You are given an m x n binary matrix grid. An island is a group of 1's (representing land) connected 4-directionally (horizontal or vertical.) You may assume all four edges of the grid are surrounded by water.

The area of an island is the number of cells with a value 1 in the island.

Return the maximum area of an island in grid.

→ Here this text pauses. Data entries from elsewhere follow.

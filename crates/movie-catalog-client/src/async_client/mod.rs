pub(crate) mod auth;
pub(crate) mod client;
pub(crate) mod transport;

pub use crate::errors::Error;
pub use auth::{AuthSession, AuthToken};
pub use client::{CatalogClient, GenreCache};
pub use transport::{FetchOptions, HttpRequest, HttpResponse, HttpTransport, ReqwestTransport};

// Expose the HTTP types used by the transport seam
pub use reqwest::{header, Method, StatusCode};
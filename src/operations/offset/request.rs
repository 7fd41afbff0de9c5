use crate::error::Result;
use crate::geometry::curve::SourceCurve;
use crate::geometry::orientation::CanonicalOrientation;
use crate::math::{Point3, COORDINATE_TOLERANCE};

use super::arc_offset::{ArcGridOffset, ArcOffset};
use super::line_offset::{LineGridOffset, LineOffset};

/// A single offset attempt: the picked grid curve and the picked point.
#[derive(Debug, Clone)]
pub struct OffsetRequest {
    curve: SourceCurve,
    reference: Point3,
    orientation: CanonicalOrientation,
}

impl OffsetRequest {
    /// Creates a request, resolving the canonical orientation of `curve`.
    #[must_use]
    pub fn new(curve: SourceCurve, reference: Point3) -> Self {
        Self::with_tolerance(curve, reference, COORDINATE_TOLERANCE)
    }

    /// Creates a request, comparing line coordinates with `tolerance` when
    /// resolving the orientation.
    #[must_use]
    pub fn with_tolerance(curve: SourceCurve, reference: Point3, tolerance: f64) -> Self {
        let orientation = CanonicalOrientation::resolve(&curve, tolerance);
        Self {
            curve,
            reference,
            orientation,
        }
    }

    /// Returns the source curve.
    #[must_use]
    pub fn curve(&self) -> &SourceCurve {
        &self.curve
    }

    /// Returns the reference point.
    #[must_use]
    pub fn reference(&self) -> &Point3 {
        &self.reference
    }

    /// Returns the canonical orientation of the source curve.
    #[must_use]
    pub fn orientation(&self) -> &CanonicalOrientation {
        &self.orientation
    }

    /// Runs the line or arc offset engine, depending on the curve kind.
    ///
    /// # Errors
    ///
    /// Returns `GeometryError::Degenerate` if the offset cannot be computed.
    pub fn execute(&self) -> Result<OffsetResult> {
        match &self.curve {
            SourceCurve::Line(line) => LineGridOffset::new(line, self.reference)
                .execute_with(self.orientation)
                .map(OffsetResult::Line),
            SourceCurve::Arc(arc) => ArcGridOffset::new(arc, self.reference)
                .execute_with(self.orientation)
                .map(OffsetResult::Arc),
        }
    }
}

/// Output of either offset engine.
#[derive(Debug, Clone, PartialEq)]
pub enum OffsetResult {
    /// Translation of a straight grid.
    Line(LineOffset),
    /// Concentric copy of a circular grid.
    Arc(ArcOffset),
}

impl OffsetResult {
    /// Returns the offset distance magnitude, as shown to the user.
    #[must_use]
    pub fn distance(&self) -> f64 {
        match self {
            Self::Line(offset) => offset.distance(),
            Self::Arc(offset) => offset.distance(),
        }
    }

    /// Returns a copy with the distance magnitude replaced.
    ///
    /// # Errors
    ///
    /// Returns `InteractionError::InvalidOverride` for a negative or
    /// non-finite distance, or `GeometryError::Degenerate` if an arc would
    /// collapse.
    pub fn with_distance(&self, distance: f64) -> Result<Self> {
        Ok(match self {
            Self::Line(offset) => Self::Line(offset.with_distance(distance)?),
            Self::Arc(offset) => Self::Arc(offset.with_distance(distance)?),
        })
    }

    /// Builds the curve of the new grid.
    ///
    /// # Errors
    ///
    /// Returns `GeometryError::Degenerate` if the curve cannot be built.
    pub fn to_curve(&self) -> Result<SourceCurve> {
        Ok(match self {
            Self::Line(offset) => SourceCurve::Line(offset.to_line()),
            Self::Arc(offset) => SourceCurve::Arc(offset.to_arc()?),
        })
    }
}

/// Computes the offset of `curve` toward `reference`.
///
/// # Errors
///
/// Returns `GeometryError::Degenerate` if the offset cannot be computed.
pub fn offset_grid(curve: &SourceCurve, reference: Point3) -> Result<OffsetResult> {
    OffsetRequest::new(curve.clone(), reference).execute()
}
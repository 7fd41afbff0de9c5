pub mod vector;

pub use vector::{angle_between, cosine_between, cross_z, distance_point_to_line, plan_normal};

/// 3D point type.
pub type Point3 = nalgebra::Point3<f64>;

/// 3D vector type.
pub type Vector3 = nalgebra::Vector3<f64>;

/// Global geometric tolerance for floating-point comparisons.
pub const TOLERANCE: f64 = 1e-10;

/// Tolerance used when comparing plan coordinates of grid endpoints.
pub const COORDINATE_TOLERANCE: f64 = 1e-6;

/// Relative tolerance for arc endpoints lying on the arc circle.
pub const ARC_ENDPOINT_TOLERANCE: f64 = 1e-6;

If there is no island, return 0.

Example 1:

Input: grid = [[0,0,1,0,0,0,0,1,0,0,0,0,0],[0,0,0,0,0,0,0,1,1,1,0,0,0],[0,1,1,0,1,0,0,0,0,0,0,0,0],[0,1,0,0,1,1,0,0,1,0,1,0,0],[0,1,0,0,1,1,0,0,1,1,1,0,0],[0,0,0,0,0,0,0,0,0,0,1,0,0],[0,0,0,0,0,0,0,1,1,1,0,0,0],[0,0,0,0,0,0,0,1,1,0,0,0,0]]
Output: 6
Explanation: The answer is not 11, because the island must be connected 4-directionally.

Example 2:

Input: grid = [[0,0,0,0,0,0,0,0]]
Output: 0

Constraints:

  • m == grid.length
  • n == grid[i].length
  • 1 <= m, n <= 50
  • grid[i][j] is either 0 or 1.

SOLUTION:

class Solution:
    def DFS(self, grid, i, j, m, n):
        if i >= 0 and j >= 0 and i < m and j < n and grid[i][j] == 1:
            grid[i][j] = 0
            self.ctr += 1
            for x, y in [(i - 1, j), (i + 1, j), (i, j - 1), (i, j + 1)]:
                self.DFS(grid, x, y, m, n)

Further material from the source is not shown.